Functional MRI has been chronicled in dozens of papers for analyzing brain function and dysfunction, but the researchers maintain that the modality's lack of quantitation and direct comparison with control data are serious drawbacks. In addition, current atlases are "low-resolution, noninteractive, and semiquantitative and therefore are never used," they wrote
To address the situation, they obtained 152 high-resolution fMR images of normal brains from the Montreal Neurological Institute to create an atlas that maps standard cortical regions of the brain within a resolution of 1 mm. Control subject and patient datasets are then segmented for side-by-side comparisons to evaluate activation and other patterns in the brain.

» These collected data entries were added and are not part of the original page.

//! End-to-end behavior of controllers attached to a router, driven
//! in-process through `Router::handle`.

use std::sync::atomic::{AtomicUsize, Ordering};
use std::sync::{Arc, Mutex};
use std::time::Duration;

use async_trait::async_trait;
use serde_json::{Value, json};
use trellis::{
    Controller, ControllerInstance, ControllerMetadata, Error, HttpError, Json, Method,
    Middleware, MiddlewareRef, Next, Registry, Request, Responder, Response, Router, Status,
    attach_controllers, attach_middlewares, error_handler,
};

fn get(path: &str) -> Request {
    Request::builder(Method::Get, path).build()
}

fn body_json(res: &Response) -> Value {
    serde_json::from_slice(res.body()).unwrap()
}

type Trail = Arc<Mutex<Vec<&'static str>>>;

/// Function middleware that records `name` and continues the chain.
fn mark(trail: &Trail, name: &'static str) -> MiddlewareRef {
    let trail = Arc::clone(trail);
    MiddlewareRef::function(move |req: Request, res: Responder, next: Next| {
        let trail = Arc::clone(&trail);
        async move {
            trail.lock().unwrap().push(name);
            next.run(req, res).await;
            Ok::<(), Error>(())
        }
    })
}

// ── Notes: a small CRUD controller ───────────────────────────────────────────

#[derive(Default)]
struct Notes {
    notes: Mutex<Vec<String>>,
}

impl Notes {
    async fn list(&self) -> Result<Json<Vec<String>>, Error> {
        tokio::time::sleep(Duration::from_millis(2)).await;
        Ok(Json(self.notes.lock().unwrap().clone()))
    }

    async fn find(&self, id: usize) -> Result<String, Error> {
        self.notes
            .lock()
            .unwrap()
            .get(id)
            .cloned()
            .ok_or_else(|| HttpError::NotFound(format!("note {id}")).into())
    }

    async fn create(&self, text: String) -> Result<Json<Value>, Error> {
        let mut notes = self.notes.lock().unwrap();
        if notes.contains(&text) {
            return Err(HttpError::conflict().into());
        }
        notes.push(text);
        Ok(Json(json!({ "id": notes.len() - 1 })))
    }
}

impl Controller for Notes {
    fn describe(meta: &mut ControllerMetadata<Self>) {
        meta.base_path("/notes");
        meta.action("list", |this: Arc<Self>, _args| async move { this.list().await })
            .get("/");
        meta.action("find", |this: Arc<Self>, args| async move { this.find(args.value(0)?).await })
            .get("/{id}")
            .path_param(0, "id");
        meta.action("create", |this: Arc<Self>, args| async move {
            this.create(args.value(0)?).await
        })
        .post("/")
        .body_field(0, "text")
        .status(Status::Created);
        meta.action("fail", |_this: Arc<Self>, _args| async {
            Err::<(), _>(Error::handler("database is gone"))
        })
        .get("/broken/fail");
    }
}

async fn notes_app() -> Router {
    attach_controllers(Router::new(), Registry::new(), vec![ControllerInstance::of::<Notes>()])
        .await
        .unwrap()
}

#[tokio::test]
async fn routes_are_reachable_under_base_path() {
    let app = notes_app().await;

    let create = Request::builder(Method::Post, "/notes")
        .json(&json!({ "text": "buy milk" }))
        .build();
    let res = app.handle(create).await;
    assert_eq!(res.status_code(), 201);
    assert_eq!(body_json(&res), json!({ "id": 0 }));

    let res = app.handle(get("/notes/0")).await;
    assert_eq!(res.status_code(), 200);
    assert_eq!(res.body(), b"buy milk");

    let res = app.handle(get("/notes/")).await;
    assert_eq!(body_json(&res), json!(["buy milk"]));

    assert_eq!(app.handle(get("/0")).await.status_code(), 404);
    assert_eq!(app.handle(Request::builder(Method::Put, "/notes").build()).await.status_code(), 404);
}

#[tokio::test]
async fn http_errors_use_default_formatter() {
    let app = notes_app().await;

    let res = app.handle(get("/notes/7")).await;
    assert_eq!(res.status_code(), 404);
    assert_eq!(
        body_json(&res),
        json!({ "error": "NotFound", "message": "note 7", "status": 404 })
    );

    let create = || Request::builder(Method::Post, "/notes").json(&json!({ "text": "a" })).build();
    app.handle(create()).await;
    let res = app.handle(create()).await;
    assert_eq!(res.status_code(), 409);
    assert_eq!(body_json(&res), json!({ "error": "Conflict", "message": "", "status": 409 }));
}

#[tokio::test]
async fn invalid_arguments_are_bad_requests() {
    let app = notes_app().await;
    let res = app.handle(get("/notes/first")).await;
    assert_eq!(res.status_code(), 400);
    assert_eq!(body_json(&res)["error"], "BadRequest");
}

#[tokio::test]
async fn other_errors_hide_their_message() {
    let app = notes_app().await;
    let res = app.handle(get("/notes/broken/fail")).await;
    assert_eq!(res.status_code(), 500);
    assert_eq!(
        body_json(&res),
        json!({ "error": "InternalServerError", "message": "Internal Server Error", "status": 500 })
    );
}

#[tokio::test]
async fn custom_error_handler_replaces_default() {
    let app = notes_app().await.on_error(error_handler(|err: Error, res: Responder| async move {
        res.set_status(err.status());
        res.send(format!("oops: {err}"));
    }));
    let res = app.handle(get("/notes/3")).await;
    assert_eq!(res.status_code(), 404);
    assert_eq!(res.body(), b"oops: note 3");
}

// ── Middleware ordering ──────────────────────────────────────────────────────

static AUDIT: Mutex<Vec<&'static str>> = Mutex::new(Vec::new());

async fn audit_global(req: Request, res: Responder, next: Next) -> Result<(), Error> {
    AUDIT.lock().unwrap().push("global");
    next.run(req, res).await;
    Ok(())
}

async fn audit_controller(req: Request, res: Responder, next: Next) -> Result<(), Error> {
    AUDIT.lock().unwrap().push("controller");
    next.run(req, res).await;
    Ok(())
}

async fn audit_route(req: Request, res: Responder, next: Next) -> Result<(), Error> {
    AUDIT.lock().unwrap().push("route");
    next.run(req, res).await;
    Ok(())
}

#[derive(Default)]
struct Audited;

impl Controller for Audited {
    fn describe(meta: &mut ControllerMetadata<Self>) {
        meta.base_path("/audited");
        meta.middleware(MiddlewareRef::function(audit_controller));
        meta.action("show", |_this: Arc<Self>, _args| async {
            AUDIT.lock().unwrap().push("action");
            Ok::<_, Error>("shown")
        })
        .middleware(MiddlewareRef::function(audit_route))
        .get("/");
    }
}

#[tokio::test]
async fn global_then_controller_then_route_middleware() {
    let app = attach_middlewares(Router::new(), vec![MiddlewareRef::function(audit_global)]);
    let app = attach_controllers(app, Registry::new(), vec![ControllerInstance::of::<Audited>()])
        .await
        .unwrap();

    let res = app.handle(get("/audited")).await;
    assert_eq!(res.body(), b"shown");
    assert_eq!(*AUDIT.lock().unwrap(), ["global", "controller", "route", "action"]);
}

#[derive(Default)]
struct Guarded;

impl Controller for Guarded {
    fn describe(meta: &mut ControllerMetadata<Self>) {
        meta.base_path("/guarded");
        meta.action("open", |_this: Arc<Self>, _args| async { Ok::<_, Error>("open") })
            .get("/");
    }
}

#[tokio::test]
async fn attached_middleware_runs_latest_first() {
    let trail: Trail = Arc::default();
    let mut registry = Registry::new();
    registry.attach_middleware::<Guarded>(Some("open"), mark(&trail, "A"));
    registry.attach_middleware::<Guarded>(Some("open"), mark(&trail, "B"));
    registry.attach_middleware::<Guarded>(None, mark(&trail, "controller"));
    registry.attach_middleware::<Guarded>(Some("missing"), mark(&trail, "never"));

    let app = attach_controllers(Router::new(), registry, vec![ControllerInstance::of::<Guarded>()])
        .await
        .unwrap();
    app.handle(get("/guarded")).await;

    assert_eq!(*trail.lock().unwrap(), ["controller", "B", "A"]);
}

async fn forbid(_req: Request, _res: Responder, _next: Next) -> Result<(), Error> {
    Err(HttpError::Forbidden("staff only".into()).into())
}

#[derive(Default)]
struct Secrets;

impl Controller for Secrets {
    fn describe(meta: &mut ControllerMetadata<Self>) {
        meta.base_path("/s");
        meta.action("read", |_this: Arc<Self>, _args| async { Ok::<_, Error>("secret") })
            .middleware(MiddlewareRef::function(forbid))
            .get("/one")
            .get("/two")
            .route_middleware(MiddlewareRef::function(forbid))
            .get("/three");
    }
}

#[tokio::test]
async fn each_route_runs_its_own_middleware() {
    let app = attach_controllers(Router::new(), Registry::new(), vec![ControllerInstance::of::<Secrets>()])
        .await
        .unwrap();
    assert_eq!(app.handle(get("/s/one")).await.status_code(), 403);
    assert_eq!(app.handle(get("/s/two")).await.status_code(), 403);

    let open = app.handle(get("/s/three")).await;
    assert_eq!(open.status_code(), 200);
    assert_eq!(open.body(), b"secret");
}

// ── Parameter sources ────────────────────────────────────────────────────────

#[derive(Default)]
struct Files;

impl Controller for Files {
    fn describe(meta: &mut ControllerMetadata<Self>) {
        meta.base_path("/files");
        meta.action("open", |_this: Arc<Self>, args| async move {
            let name: String = args.value(0)?;
            Ok::<_, Error>(name)
        })
        .get("/{name}")
        .path_param(0, "name");
        meta.action("whoami", |_this: Arc<Self>, args| async move {
            let user: Option<String> = args.value(0)?;
            let theme: Option<String> = args.value(1)?;
            Ok::<_, Error>(format!("{} {}", user.unwrap_or_default(), theme.unwrap_or_default()))
        })
        .get("/me/session")
        .cookie(0, "user")
        .cookie(1, "theme");
    }
}

async fn files_app() -> Router {
    attach_controllers(Router::new(), Registry::new(), vec![ControllerInstance::of::<Files>()])
        .await
        .unwrap()
}

#[tokio::test]
async fn path_parameters_arrive_decoded() {
    let app = files_app().await;
    assert_eq!(app.handle(get("/files/a%20b")).await.body(), b"a b");
    assert_eq!(app.handle(get("/files/%E2%9C%93.txt")).await.body(), "\u{2713}.txt".as_bytes());
    assert_eq!(app.handle(get("/files/%C3%28")).await.status_code(), 400);
}

#[tokio::test]
async fn cookies_from_every_cookie_header() {
    let app = files_app().await;
    let req = Request::builder(Method::Get, "/files/me/session")
        .header("cookie", "user=ada")
        .header("cookie", "theme=dark")
        .build();
    assert_eq!(app.handle(req).await.body(), b"ada dark");
}

// ── Instantiable middleware ──────────────────────────────────────────────────

static CONSTRUCTED: AtomicUsize = AtomicUsize::new(0);

struct RequestScoped {
    calls: AtomicUsize,
}

impl Default for RequestScoped {
    fn default() -> Self {
        CONSTRUCTED.fetch_add(1, Ordering::SeqCst);
        Self { calls: AtomicUsize::new(0) }
    }
}

#[async_trait]
impl Middleware for RequestScoped {
    async fn handle(&self, req: Request, res: Responder, next: Next) -> Result<(), Error> {
        let calls = self.calls.fetch_add(1, Ordering::SeqCst) + 1;
        res.set_header("x-calls", &calls.to_string());
        next.run(req, res).await;
        Ok(())
    }
}

#[tokio::test]
async fn instantiable_middleware_is_fresh_per_request() {
    let app = Router::new()
        .middleware(MiddlewareRef::of::<RequestScoped>())
        .get("/", trellis::endpoint(|_req: Request| async { "hi" }));

    for _ in 0..3 {
        let res = app.handle(get("/")).await;
        assert_eq!(res.header("x-calls"), Some("1"));
    }
    assert_eq!(CONSTRUCTED.load(Ordering::SeqCst), 3);
}

// ── Replies ──────────────────────────────────────────────────────────────────

#[derive(Default)]
struct Replies;

impl Controller for Replies {
    fn describe(meta: &mut ControllerMetadata<Self>) {
        meta.base_path("/replies");
        meta.action("slow", |_this: Arc<Self>, _args| async {
            tokio::time::sleep(Duration::from_millis(5)).await;
            Ok::<_, Error>(Json(json!({ "late": true })))
        })
        .get("/slow")
        .status(Status::Accepted);
        meta.action("nothing", |_this: Arc<Self>, _args| async { Ok::<_, Error>(None::<String>) })
            .get("/nothing");
        meta.action("manual", |_this: Arc<Self>, args| async move {
            if let Some(res) = args.responder(1) {
                res.set_status(Status::Created);
                res.send("sent by hand");
            }
            Ok::<_, Error>("never sent")
        })
        .get("/manual")
        .response(1);
        meta.action("explode", |_this: Arc<Self>, _args| async move {
            if true {
                panic!("controller bug");
            }
            Ok::<_, Error>(())
        })
        .get("/explode");
    }
}

async fn replies_app() -> Router {
    attach_controllers(Router::new(), Registry::new(), vec![ControllerInstance::of::<Replies>()])
        .await
        .unwrap()
}

#[tokio::test]
async fn async_reply_is_sent_with_declared_status() {
    let res = replies_app().await.handle(get("/replies/slow")).await;
    assert_eq!(res.status_code(), 202);
    assert_eq!(body_json(&res), json!({ "late": true }));
}

#[tokio::test]
async fn empty_reply_is_no_content() {
    let res = replies_app().await.handle(get("/replies/nothing")).await;
    assert_eq!(res.status_code(), 204);
    assert!(res.body().is_empty());
}

#[tokio::test]
async fn manual_send_is_not_overwritten() {
    let res = replies_app().await.handle(get("/replies/manual")).await;
    assert_eq!(res.status_code(), 201);
    assert_eq!(res.body(), b"sent by hand");
}

#[tokio::test]
async fn panicking_action_becomes_500() {
    let app = replies_app().await;
    let res = app.handle(get("/replies/explode")).await;
    assert_eq!(res.status_code(), 500);
    assert_eq!(body_json(&res)["message"], "controller action panicked");

    // The router still serves after a panic.
    assert_eq!(app.handle(get("/replies/slow")).await.status_code(), 202);
}

// ── Router options ───────────────────────────────────────────────────────────

#[derive(Default)]
struct Strict;

impl Controller for Strict {
    fn describe(meta: &mut ControllerMetadata<Self>) {
        meta.base_path("/strict");
        meta.router_options(trellis::RouterOptions { strict: true });
        meta.action("exact", |_this: Arc<Self>, _args| async { Ok::<_, Error>("exact") })
            .get("/exact");
    }
}

#[tokio::test]
async fn strict_controllers_reject_trailing_slash() {
    let app = attach_controllers(Router::new(), Registry::new(), vec![ControllerInstance::of::<Strict>()])
        .await
        .unwrap();
    assert_eq!(app.handle(get("/strict/exact")).await.status_code(), 200);
    assert_eq!(app.handle(get("/strict/exact/")).await.status_code(), 404);
}

#[tokio::test]
async fn controllers_share_one_router() {
    let app = attach_controllers(
        Router::new(),
        Registry::new(),
        vec![ControllerInstance::of::<Notes>(), ControllerInstance::of::<Replies>()],
    )
    .await
    .unwrap();
    assert_eq!(app.handle(get("/notes")).await.status_code(), 200);
    assert_eq!(app.handle(get("/replies/slow")).await.status_code(), 202);
}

"To quantitate the activation of a patient, the brain must be segmented into anatomic areas so that the same data can be compared in control patients," Dr. Wendell Gibby, an adjunct professor of radiology at the University of California, San Diego, told AuntMinnie.com. "Having a high-resolution, interactive, quantitative brain atlas that we warp to fit the patient and run inside a PACS improves accuracy and speed of reading fMRI studies. It also allows the fMRI data analysis to be quantitative versus qualitative. It is a big step toward routine utilization of fMRI in clinical practice."
Gibby and colleagues plan to make the atlas available online soon at GlobalRad.org.